2.2 Build the dimension tables

Build two data frames df_states and df_indicators from the configuration lists shown above.

  • As presented in our relational model, each data frame needs a sequential integer ID column (state_id, indicator_id) starting at 1 (and not at 0 🐍: SQL primary keys conventionally start at 1).
# states
df_states = pd.DataFrame(STATES, columns=["abbr", "name", "census_region", "census_division"])
df_states = df_states.reset_index()
df_states = df_states.rename(columns={"index": "state_id"})
df_states["state_id"] += 1

print(f"{len(df_states)} states")
df_states.head()
1
Get the index into a regular column.
2
Rename it to state_id.
3
Add one to the index to avoid starting at 0.
20 states
state_id abbr name census_region census_division
0 1 CA California West Pacific
1 2 OR Oregon West Pacific
2 3 WA Washington West Pacific
3 4 CO Colorado West Mountain
4 5 AZ Arizona West Mountain
# indicators
df_indicators = pd.DataFrame(INDICATORS, columns=["suffix", "title", "units", "frequency"])
df_indicators = df_indicators.reset_index()
df_indicators = df_indicators.rename(columns={"index": "indicator_id"})
df_indicators["indicator_id"] += 1

print(f"{len(df_indicators)} indicators")
df_indicators
3 indicators
indicator_id suffix title units frequency
0 1 UR Unemployment Rate % Monthly
1 2 NA Total Nonfarm Employment Thousands Monthly
2 3 PCPI Per Capita Personal Income USD Annual

2.3 Build the fact/observations table

Loop over all state x indicator combinations, fetch each series with fred.get_series(), and collect everything into a single long-format dataframe df_observations with columns state_id, indicator_id, date, value. Add time.sleep(0.3) between requests to avoid hitting the rate limit.

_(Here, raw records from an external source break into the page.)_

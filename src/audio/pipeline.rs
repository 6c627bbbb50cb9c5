//! Per-stream receive loop: packet → decode → interleaved LE bytes → playback sink.

use bytes::Bytes;
use thiserror::Error;
use tokio::sync::mpsc;

use super::play::PlaybackSink;
use super::stream_decoder::StreamDecoder;

/// Longest frame duration a stream may carry. Scratch buffers are sized for it.
pub const MAX_FRAME_DURATION_MS: u32 = 60;

/// RTP header size without CSRCs or extensions.
const PLAIN_HEADER_LEN: usize = 12;

/// One media packet handed over by the transport.
#[derive(Debug, Clone, Default)]
pub struct MediaPacket {
    pub sequence_number: u16,
    pub padding: bool,
    pub extension: bool,
    pub marker: bool,
    /// Offset of the payload in the raw packet (header length).
    pub payload_offset: usize,
    pub payload: Bytes,
}

impl MediaPacket {
    fn log_anomalies(&self) {
        if self.padding {
            log::debug!("seq {}: padding set", self.sequence_number);
        }
        if self.extension {
            log::debug!("seq {}: extension set", self.sequence_number);
        }
        if self.marker {
            log::debug!("seq {}: marker set", self.sequence_number);
        }
        if self.payload_offset != PLAIN_HEADER_LEN {
            log::debug!(
                "seq {}: payload offset {}",
                self.sequence_number,
                self.payload_offset
            );
        }
    }

    fn diagnostics(&self) -> String {
        format!(
            "seq={} payload={}({}) padding={} extension={} marker={}",
            self.sequence_number,
            self.payload.len(),
            self.payload_offset,
            self.padding,
            self.extension,
            self.marker
        )
    }
}

/// Blocking source of packets. `None` means the stream has ended.
pub trait PacketSource {
    fn next_packet(&mut self) -> Option<MediaPacket>;
}

impl PacketSource for mpsc::Receiver<MediaPacket> {
    fn next_packet(&mut self) -> Option<MediaPacket> {
        self.blocking_recv()
    }
}

#[derive(Debug, Error, PartialEq, Eq)]
#[error("destination holds {available} bytes, {required} required")]
pub struct ConversionError {
    pub required: usize,
    pub available: usize,
}

#[derive(Debug, Error)]
pub enum StreamError {
    #[error("failed to provision stream: {0:#}")]
    Setup(anyhow::Error),

    #[error("decoded {samples} samples x {channels} channels exceeds scratch capacity {capacity}")]
    FrameTooLarge {
        samples: usize,
        channels: usize,
        capacity: usize,
    },

    #[error("pcm conversion failed: {0}")]
    Conversion(#[from] ConversionError),

    #[error("playback write failed: {0:#}")]
    Sink(anyhow::Error),
}

#[derive(Debug, Clone, Copy, Default, PartialEq, Eq)]
pub struct StreamStats {
    pub played: u64,
    pub dropped: u64,
}

/// Interleaved sample capacity for one frame of `frame_ms` milliseconds.
pub fn frame_capacity(sample_rate: u32, channels: usize, frame_ms: u32) -> usize {
    let per_channel = (u64::from(frame_ms) * u64::from(sample_rate) + 500) / 1000;
    per_channel as usize * channels
}

/// Write `src` as little-endian bytes into `dst`, returning the number of bytes written.
///
/// Fails without touching `dst` when it cannot hold the whole conversion.
pub fn pcm_to_le_bytes(src: &[i16], dst: &mut [u8]) -> Result<usize, ConversionError> {
    let required = src.len() * 2;
    if dst.len() < required {
        return Err(ConversionError {
            required,
            available: dst.len(),
        });
    }
    for (sample, out) in src.iter().zip(dst.chunks_exact_mut(2)) {
        out.copy_from_slice(&sample.to_le_bytes());
    }
    Ok(required)
}

/// Fixed-capacity buffers for one inbound stream.
pub struct StreamContext {
    channels: usize,
    pcm: Box<[i16]>,
    bytes: Box<[u8]>,
}

impl StreamContext {
    pub fn new(sample_rate: u32, channels: usize) -> Self {
        let capacity = frame_capacity(sample_rate, channels, MAX_FRAME_DURATION_MS);
        log::info!(
            "stream buffers: rate={} ch={} frame={}ms pcm={} bytes={}",
            sample_rate,
            channels,
            MAX_FRAME_DURATION_MS,
            capacity,
            capacity * 2
        );
        Self {
            channels,
            pcm: vec![0i16; capacity].into_boxed_slice(),
            bytes: vec![0u8; capacity * 2].into_boxed_slice(),
        }
    }

    pub fn pcm_capacity(&self) -> usize {
        self.pcm.len()
    }

    pub fn byte_capacity(&self) -> usize {
        self.bytes.len()
    }

    /// Run the stream until the source closes.
    ///
    /// Decode failures drop the packet and continue. Oversized frames, conversion
    /// failures and sink errors stop the stream.
    pub fn run<S, D, P>(
        &mut self,
        source: &mut S,
        decoder: &mut D,
        sink: &mut P,
    ) -> Result<StreamStats, StreamError>
    where
        S: PacketSource + ?Sized,
        D: StreamDecoder + ?Sized,
        P: PlaybackSink + ?Sized,
    {
        let mut stats = StreamStats::default();

        while let Some(packet) = source.next_packet() {
            packet.log_anomalies();

            let per_channel = match decoder.decode(&packet.payload, &mut self.pcm) {
                Ok(n) => n,
                Err(e) => {
                    log::warn!("Decode err: {:#} ({})", e, packet.diagnostics());
                    stats.dropped += 1;
                    continue;
                }
            };

            let samples = per_channel * self.channels;
            if samples > self.pcm.len() {
                return Err(StreamError::FrameTooLarge {
                    samples: per_channel,
                    channels: self.channels,
                    capacity: self.pcm.len(),
                });
            }

            let written = pcm_to_le_bytes(&self.pcm[..samples], &mut self.bytes).map_err(|e| {
                log::error!(
                    "pcm conversion failed: {} ({} pcm16={})",
                    e,
                    packet.diagnostics(),
                    per_channel
                );
                e
            })?;

            sink.write(&self.bytes[..written]).map_err(StreamError::Sink)?;
            stats.played += 1;
        }

        sink.close().map_err(StreamError::Sink)?;
        log::info!(
            "stream ended: played={} dropped={}",
            stats.played,
            stats.dropped
        );
        Ok(stats)
    }
}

Hint: build lookup dictionaries abbr_to_id and suffix_to_id from the dimension tables to avoid hardcoding IDs.

Note

If the FRED API is temporarily unavailable (as it was at some point when Aurélien prepared the exercises), a pre-fetched cache file is provided in the week_09 folder. Install pyarrow first (uv add pyarrow), then load it directly:

df_observations = pd.read_parquet("fred_cache.parquet")

The fred.get_series() command below returns a pandas.Series indexed by date. It looks like this:

>>> raw
2000-01-01    42857.0
2001-01-01    45032.0
2002-01-01    44656.0
2003-01-01    44898.0

As presented in the ER diagram, we want a tidy long table with columns state_id, indicator_id, date, and value. We need to add the corresponding state_id and indicator_id for each row.

Note: in this particular exercise, there is no need to reshape the data (from wide to long or long to wide) since fred.get_series() already returns a long-format series. In other cases, you might need to reshape the data.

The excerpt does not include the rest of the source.